§ WHAT IS REQUIRED
Copy out the entries below exactly as they stand, but only from the line containing "is a container." through the line containing "(TypeDesc::Int, Value::Int(_)) =>".

§ Stored data

####

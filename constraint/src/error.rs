//! Constraint error types.

use crate::Capability;
use reach_core::TypeDesc;
use reach_element::ElementError;
use thiserror::Error;

/// Result type for constraint operations.
pub type ConstraintResult<T> = Result<T, ConstraintError>;

/// Errors raised while resolving validators or running validation.
///
/// Violations are never errors; they are reported in a `ValidationResult`.
#[derive(Debug, Error)]
pub enum ConstraintError {
    #[error("Unknown tag: @{name}")]
    UnknownTag { name: String },

    #[error("Unknown validator '{validator}' declared by @{tag}")]
    UnknownValidator { tag: String, validator: String },

    #[error("Validator '{validator}' requires the {capability} capability")]
    MissingCapability {
        validator: String,
        capability: Capability,
    },

    #[error("@{tag} does not support {declared_type} (member '{member}')")]
    UnsupportedShape {
        tag: String,
        member: String,
        declared_type: TypeDesc,
    },

    #[error("Validator '{validator}' cannot check a {value_type} value")]
    UnsupportedValue {
        validator: String,
        value_type: String,
    },

    #[error("@{tag} is missing parameter '{param}'")]
    MissingParam { tag: String, param: String },

    #[error("Invalid pattern '{pattern}': {message}")]
    InvalidPattern { pattern: String, message: String },

    #[error("Nested validation exceeded depth {max_depth}")]
    DepthExceeded { max_depth: usize },

    #[error(transparent)]
    Element(#[from] ElementError),
}

impl ConstraintError {
    pub fn unknown_tag(name: impl Into<String>) -> Self {
        Self::UnknownTag { name: name.into() }
    }

    pub fn unknown_validator(tag: impl Into<String>, validator: impl Into<String>) -> Self {
        Self::UnknownValidator {
            tag: tag.into(),
            validator: validator.into(),
        }
    }

    pub fn missing_capability(validator: impl Into<String>, capability: Capability) -> Self {
        Self::MissingCapability {
            validator: validator.into(),
            capability,
        }
    }

    pub fn unsupported_value(validator: impl Into<String>, value_type: impl Into<String>) -> Self {
        Self::UnsupportedValue {
            validator: validator.into(),
            value_type: value_type.into(),
        }
    }

    pub fn missing_param(tag: impl Into<String>, param: impl Into<String>) -> Self {
        Self::MissingParam {
            tag: tag.into(),
            param: param.into(),
        }
    }

    pub fn invalid_pattern(pattern: impl Into<String>, message: impl Into<String>) -> Self {
        Self::InvalidPattern {
            pattern: pattern.into(),
            message: message.into(),
        }
    }
}
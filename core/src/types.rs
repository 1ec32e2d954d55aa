//! Type descriptors.
//!
//! A `TypeDesc` names the declared type of a member or the type of a
//! container. Container types also select the adapter used to discover
//! their members (see [`ContainerKind`]).

use crate::Value;
use std::fmt;

/// Declared or runtime type of a value.
#[derive(Debug, Clone, PartialEq, Eq, Hash, PartialOrd, Ord)]
pub enum TypeDesc {
    /// Accepts any value.
    Any,
    /// Boolean.
    Bool,
    /// 64-bit signed integer.
    Int,
    /// 64-bit floating point.
    Float,
    /// UTF-8 string.
    String,
    /// Sequence with an element type.
    List(Box<TypeDesc>),
    /// String-keyed ordered map with a value type.
    Map(Box<TypeDesc>),
    /// Structured object registered under a type name.
    Object(String),
    /// String-to-string property store.
    Properties,
    /// External tabular row cursor.
    Cursor,
    /// Metadata tag instance of the named tag type.
    Tag(String),
}

/// The shape of a container, used for adapter dispatch.
#[derive(Debug, Clone, Copy, PartialEq, Eq, Hash)]
pub enum ContainerKind {
    /// Structured object: fields plus merged accessor/mutator pairs.
    Object,
    /// Metadata tag: every declared parameter is a read-only member.
    Tag,
    /// Sequence: one member per index plus `first` and `last`.
    Sequence,
    /// Ordered map: one member per live key.
    Map,
    /// String-keyed property store: one member per live key.
    Properties,
    /// Row cursor: members synthesized per column name or ordinal.
    Cursor,
}

impl ContainerKind {
    /// Whether members of this kind are discovered per type and memoized.
    ///
    /// The remaining kinds depend on the live instance (length, keys, columns).
    pub fn is_type_level(&self) -> bool {
        matches!(self, ContainerKind::Object | ContainerKind::Tag)
    }
}

impl TypeDesc {
    /// Create a list type.
    pub fn list(element: TypeDesc) -> Self {
        TypeDesc::List(Box::new(element))
    }

    /// Create a map type.
    pub fn map(value: TypeDesc) -> Self {
        TypeDesc::Map(Box::new(value))
    }

    /// Create an object type.
    pub fn object(name: impl Into<String>) -> Self {
        TypeDesc::Object(name.into())
    }

    /// Create a tag type.
    pub fn tag(name: impl Into<String>) -> Self {
        TypeDesc::Tag(name.into())
    }

    /// Returns the container kind for this type, if it is a container.
    pub fn container_kind(&self) -> Option<ContainerKind> {
        match self {
            TypeDesc::Object(_) => Some(ContainerKind::Object),
            TypeDesc::Tag(_) => Some(ContainerKind::Tag),
            TypeDesc::List(_) => Some(ContainerKind::Sequence),
            TypeDesc::Map(_) => Some(ContainerKind::Map),
            TypeDesc::Properties => Some(ContainerKind::Properties),
            TypeDesc::Cursor => Some(ContainerKind::Cursor),
            TypeDesc::Any
            | TypeDesc::Bool
            | TypeDesc::Int
            | TypeDesc::Float
            | TypeDesc::String => None,
        }
    }

    /// Returns true if values of this type expose members.
    pub fn is_container(&self) -> bool {
        self.container_kind().is_some()
    }

    /// Returns true if `value` may be stored in a slot of this type.
    ///
    /// Null fits every type. Objects fit when their lineage contains the
    /// declared name.
    pub fn accepts(&self, value: &Value) -> bool {
        match (self, value) {
            (_, Value::Null) => true,
            (TypeDesc::Any, _) => true,
            (TypeDesc::Bool, Value::Bool(_)) => true,
            (TypeDesc::Int, Value::Int(_)) => true,
            (TypeDesc::Float, Value::Float(_) | Value::Int(_)) => true,
            (TypeDesc::String, Value::String(_)) => true,
            (TypeDesc::List(element), Value::List(list)) => {
                **element == TypeDesc::Any || **element == list.element_type()
            }
            (TypeDesc::Map(element), Value::Map(map)) => {
                **element == TypeDesc::Any || **element == map.value_type()
            }
            (TypeDesc::Object(name), Value::Object(object)) => object.is_a(name),
            (TypeDesc::Properties, Value::Properties(_)) => true,
            (TypeDesc::Cursor, Value::Cursor(_)) => true,
            (TypeDesc::Tag(name), Value::Tag(tag)) => tag.name() == name,
            _ => false,
        }
    }

    /// Declared-type assignability: can a slot of type `self` hold values
    /// declared as `other`?
    ///
    /// `is_subtype(sub, super)` answers object lineage questions; the
    /// registry supplies it from its precomputed subtype index.
    pub fn is_assignable_from(
        &self,
        other: &TypeDesc,
        is_subtype: &dyn Fn(&str, &str) -> bool,
    ) -> bool {
        match (self, other) {
            (TypeDesc::Any, _) => true,
            (TypeDesc::Float, TypeDesc::Int) => true,
            (TypeDesc::List(a), TypeDesc::List(b)) | (TypeDesc::Map(a), TypeDesc::Map(b)) => {
                **a == TypeDesc::Any || a == b
            }
            (TypeDesc::Object(a), TypeDesc::Object(b)) => a == b || is_subtype(b, a),
            (a, b) => a == b,
        }
    }
}

impl fmt::Display for TypeDesc {
    fn fmt(&self, f: &mut fmt::Formatter<'_>) -> fmt::Result {
        match self {
            TypeDesc::Any => write!(f, "Any"),
            TypeDesc::Bool => write!(f, "Bool"),
            TypeDesc::Int => write!(f, "Int"),
            TypeDesc::Float => write!(f, "Float"),
            TypeDesc::String => write!(f, "String"),
            TypeDesc::List(element) => write!(f, "List<{}>", element),
            TypeDesc::Map(value) => write!(f, "Map<{}>", value),
            TypeDesc::Object(name) => write!(f, "{}", name),
            TypeDesc::Properties => write!(f, "Properties"),
            TypeDesc::Cursor => write!(f, "Cursor"),
            TypeDesc::Tag(name) => write!(f, "@{}", name),
        }
    }
}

####

§ YOUR RESPONSE
    /// Returns the container kind for this type, if it is a container.
    pub fn container_kind(&self) -> Option<ContainerKind> {
        match self {
            TypeDesc::Object(_) => Some(ContainerKind::Object),
            TypeDesc::Tag(_) => Some(ContainerKind::Tag),
            TypeDesc::List(_) => Some(ContainerKind::Sequence),
            TypeDesc::Map(_) => Some(ContainerKind::Map),
            TypeDesc::Properties => Some(ContainerKind::Properties),
            TypeDesc::Cursor => Some(ContainerKind::Cursor),
            TypeDesc::Any
            | TypeDesc::Bool
            | TypeDesc::Int
            | TypeDesc::Float
            | TypeDesc::String => None,
        }
    }

    /// Returns true if values of this type expose members.
    pub fn is_container(&self) -> bool {
        self.container_kind().is_some()
    }

    /// Returns true if `value` may be stored in a slot of this type.
    ///
    /// Null fits every type. Objects fit when their lineage contains the
    /// declared name.
    pub fn accepts(&self, value: &Value) -> bool {
        match (self, value) {
            (_, Value::Null) => true,
            (TypeDesc::Any, _) => true,
            (TypeDesc::Bool, Value::Bool(_)) => true,
            (TypeDesc::Int, Value::Int(_)) => true,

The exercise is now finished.